WORK REQUIRED => Reply with nothing but the number of lines in the data below where the word "authority" occurs.

THE RECORDS =>
==================================================
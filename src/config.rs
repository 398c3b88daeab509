use config::{Config, ConfigError, Environment, File};
use rust_decimal::Decimal;
use serde::Deserialize;
use std::env;
use std::path::Path;
use thiserror::Error;
use tracing::{error, info};
use validator::{Validate, ValidationError};

/// Default values for configuration
const DEFAULT_LOG_LEVEL: &str = "info";
const DEFAULT_ENV: &str = "development";
const DEFAULT_PORT: u16 = 8080;
const CONFIG_DIR: &str = "config";
const DEFAULT_CURRENCY: &str = "USD";
const DEFAULT_HTTP_TIMEOUT_SECS: u64 = 10;

fn validate_currency(currency: &str) -> Result<(), ValidationError> {
    if currency.len() == 3 && currency.chars().all(|c| c.is_ascii_alphabetic()) {
        Ok(())
    } else {
        let mut err = ValidationError::new("currency");
        err.message = Some("Currency must be a 3-letter ISO code".into());
        Err(err)
    }
}

/// Boundary endpoints and checkout policy for the storefront.
#[derive(Clone, Debug, Deserialize, Validate)]
#[serde(deny_unknown_fields)]
pub struct StorefrontConfig {
    /// Coupon validation authority base URL
    pub coupon_service_url: String,

    /// Gift card ledger authority base URL
    pub gift_card_service_url: String,

    /// Order creation boundary base URL (free orders, purchase history)
    pub order_service_url: String,

    /// Payment provider base URL (order create/capture)
    pub payment_provider_url: String,

    /// API key sent to the order and ledger boundaries
    #[serde(default)]
    pub api_key: Option<String>,

    /// Settlement currency for every checkout session
    #[serde(default = "default_currency")]
    #[validate(custom = "validate_currency")]
    pub currency: String,

    /// Timeout applied to every boundary call, in seconds
    #[serde(default = "default_http_timeout")]
    pub http_timeout_secs: u64,

    /// Coupon code granted to first-time buyers
    #[serde(default = "default_auto_coupon_code")]
    pub auto_coupon_code: String,

    /// Percentage discount carried by the first-purchase coupon
    #[serde(default = "default_auto_coupon_percent")]
    pub auto_coupon_percent: Decimal,
}

fn default_currency() -> String {
    DEFAULT_CURRENCY.to_string()
}

fn default_http_timeout() -> u64 {
    DEFAULT_HTTP_TIMEOUT_SECS
}

fn default_auto_coupon_code() -> String {
    "WELCOME30".to_string()
}

fn default_auto_coupon_percent() -> Decimal {
    Decimal::from(30)
}

impl Default for StorefrontConfig {
    fn default() -> Self {
        Self {
            coupon_service_url: "http://localhost:9101".to_string(),
            gift_card_service_url: "http://localhost:9102".to_string(),
            order_service_url: "http://localhost:9103".to_string(),
            payment_provider_url: "http://localhost:9104".to_string(),
            api_key: None,
            currency: default_currency(),
            http_timeout_secs: default_http_timeout(),
            auto_coupon_code: default_auto_coupon_code(),
            auto_coupon_percent: default_auto_coupon_percent(),
        }
    }
}

/// Application configuration structure with validation
#[derive(Clone, Debug, Deserialize, Validate)]
#[serde(deny_unknown_fields)]
pub struct AppConfig {
    /// Server host address
    pub host: String,

    /// Server port
    #[serde(default = "default_port")]
    pub port: u16,

    /// Environment name (development, staging, production)
    #[serde(default = "default_environment")]
    pub environment: String,

    /// Log level (trace, debug, info, warn, error)
    #[serde(default = "default_log_level")]
    pub log_level: String,

    /// Emit logs as JSON
    #[serde(default)]
    pub log_json: bool,

    /// Storefront boundaries and checkout policy
    #[serde(default)]
    #[validate]
    pub storefront: StorefrontConfig,
}

fn default_port() -> u16 {
    DEFAULT_PORT
}

fn default_environment() -> String {
    DEFAULT_ENV.to_string()
}

fn default_log_level() -> String {
    DEFAULT_LOG_LEVEL.to_string()
}

impl AppConfig {
    pub fn log_level(&self) -> &str {
        &self.log_level
    }

    pub fn is_production(&self) -> bool {
        self.environment.eq_ignore_ascii_case("production")
    }

    pub fn server_addr(&self) -> String {
        format!("{}:{}", self.host, self.port)
    }
}

#[derive(Debug, Error)]
pub enum AppConfigError {
    #[error("Failed to load configuration: {0}")]
    Load(#[from] ConfigError),
    #[error("Configuration validation failed: {0}")]
    Validation(#[from] validator::ValidationErrors),
}

pub fn load_config() -> Result<AppConfig, AppConfigError> {
    // Support both RUN_ENV and APP_ENV for selecting config profile
    let run_env = env::var("RUN_ENV")
        .or_else(|_| env::var("APP_ENV"))
        .unwrap_or_else(|_| DEFAULT_ENV.to_string());
    info!("Loading configuration for environment: {}", run_env);

    if !Path::new(CONFIG_DIR).exists() {
        info!(
            "Config directory '{}' not found; relying on built-in defaults and environment variables",
            CONFIG_DIR
        );
    }

    let config = Config::builder()
        .set_default("host", "0.0.0.0")?
        .set_default("port", i64::from(DEFAULT_PORT))?
        .set_default("environment", DEFAULT_ENV)?
        .set_default("log_level", DEFAULT_LOG_LEVEL)?
        .set_default("log_json", false)?
        .add_source(File::with_name(&format!("{}/default", CONFIG_DIR)).required(false))
        .add_source(File::with_name(&format!("{}/{}", CONFIG_DIR, run_env)).required(false))
        .add_source(Environment::with_prefix("APP").separator("__"))
        .build()?;

    let app_config: AppConfig = config.try_deserialize()?;

    app_config.validate().map_err(|e| {
        error!("Configuration validation failed: {:?}", e);
        AppConfigError::Validation(e)
    })?;

    Ok(app_config)
}

pub fn init_tracing(level: &str, json: bool) {
    use tracing_subscriber::{fmt, layer::SubscriberExt, util::SubscriberInitExt, EnvFilter};

    let default_directive = format!("storefront_checkout={},tower_http=debug", level);
    let filter_directive = env::var("RUST_LOG")
        .ok()
        .filter(|s| !s.trim().is_empty())
        .unwrap_or(default_directive);

    let filter = EnvFilter::try_new(filter_directive)
        .unwrap_or_else(|_| EnvFilter::new(DEFAULT_LOG_LEVEL));

    if json {
        tracing_subscriber::registry()
            .with(filter)
            .with(fmt::layer().json())
            .init();
    } else {
        tracing_subscriber::registry()
            .with(filter)
            .with(fmt::layer())
            .init();
    }
}
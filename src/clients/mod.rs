//! Boundary clients for the remote authorities the checkout core
//! depends on: coupon validation, the gift card ledger, the order
//! gateway, and the payment provider. Each is a trait so the services
//! stay testable in isolation; the `Http*` implementations speak JSON
//! over reqwest.

pub mod coupons;
pub mod gift_cards;
pub mod orders;
pub mod provider;

pub use coupons::{CouponRejection, CouponResolver, CouponValidation, HttpCouponResolver};
pub use gift_cards::{
    GiftCardLedger, GiftCardRejection, GiftCardValidation, HttpGiftCardLedger,
};
pub use orders::{HttpOrderGateway, OrderGateway};
pub use provider::{HttpPaymentProvider, PaymentProvider};

use std::time::Duration;

pub(crate) const API_KEY_HEADER: &str = "X-Api-Key";

/// Shared reqwest client for all boundary calls. The transport timeout
/// is the only timeout policy; callers treat "no response" like an
/// explicit failure.
pub fn build_http_client(timeout_secs: u64) -> Result<reqwest::Client, reqwest::Error> {
    reqwest::Client::builder()
        .timeout(Duration::from_secs(timeout_secs))
        .build()
}

/// Decodes a JSON body, folding malformed payloads into the boundary
/// error taxonomy.
pub(crate) async fn json_body<T: serde::de::DeserializeOwned>(
    response: reqwest::Response,
) -> Result<T, crate::errors::ServiceError> {
    response.json::<T>().await.map_err(|e| {
        crate::errors::ServiceError::ExternalServiceError(format!(
            "malformed boundary response: {}",
            e
        ))
    })
}
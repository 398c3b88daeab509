//! Pure total-derivation functions. Nothing here is cached: every
//! decision point recomputes from current store state, which keeps the
//! coupon and gift card races harmless.
//!
//! The precedence is fixed: coupon first, gift card second, each
//! clamped so the running total never goes negative. Reversing the
//! order would change the effective discount whenever the gift card
//! balance is smaller than the coupon-adjusted subtotal.

use crate::models::{
    CartLineItem, CheckoutQuote, Coupon, DiscountKind, GiftCard, SettlementPath,
};
use rust_decimal::Decimal;

/// Sum of line totals over current items.
pub fn subtotal(items: &[CartLineItem]) -> Decimal {
    items.iter().map(CartLineItem::line_total).sum()
}

/// Discount contributed by the coupon, clamped to the subtotal.
///
/// Percentage coupons take `subtotal * pct / 100`; fixed-amount coupons
/// take `min(amount, subtotal)` so a $30 coupon on a $5 cart discounts
/// exactly $5.
pub fn coupon_discount(subtotal: Decimal, coupon: Option<&Coupon>) -> Decimal {
    let Some(coupon) = coupon else {
        return Decimal::ZERO;
    };
    match coupon.kind {
        DiscountKind::Percentage => subtotal * coupon.discount_value / Decimal::from(100),
        DiscountKind::FixedAmount => coupon.discount_value.min(subtotal),
    }
}

/// Discount contributed by the gift card, capped at both the snapshot
/// balance and the coupon-adjusted remainder.
pub fn gift_card_discount(after_coupon: Decimal, gift_card: Option<&GiftCard>) -> Decimal {
    match gift_card {
        Some(card) => card.balance.min(after_coupon),
        None => Decimal::ZERO,
    }
}

/// Derives the full payable amount from current store state.
pub fn compute_quote(
    items: &[CartLineItem],
    coupon: Option<&Coupon>,
    gift_card: Option<&GiftCard>,
) -> CheckoutQuote {
    let subtotal = subtotal(items);
    let coupon_discount = coupon_discount(subtotal, coupon);
    let after_coupon = (subtotal - coupon_discount).max(Decimal::ZERO);
    let gift_card_discount = gift_card_discount(after_coupon, gift_card);
    let total = (after_coupon - gift_card_discount).max(Decimal::ZERO);

    let path = if total == Decimal::ZERO {
        SettlementPath::Free
    } else {
        SettlementPath::Provider
    };

    CheckoutQuote {
        subtotal,
        coupon_discount,
        after_coupon,
        gift_card_discount,
        total,
        path,
    }
}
==================================================
WRITTEN RESPONSE => 2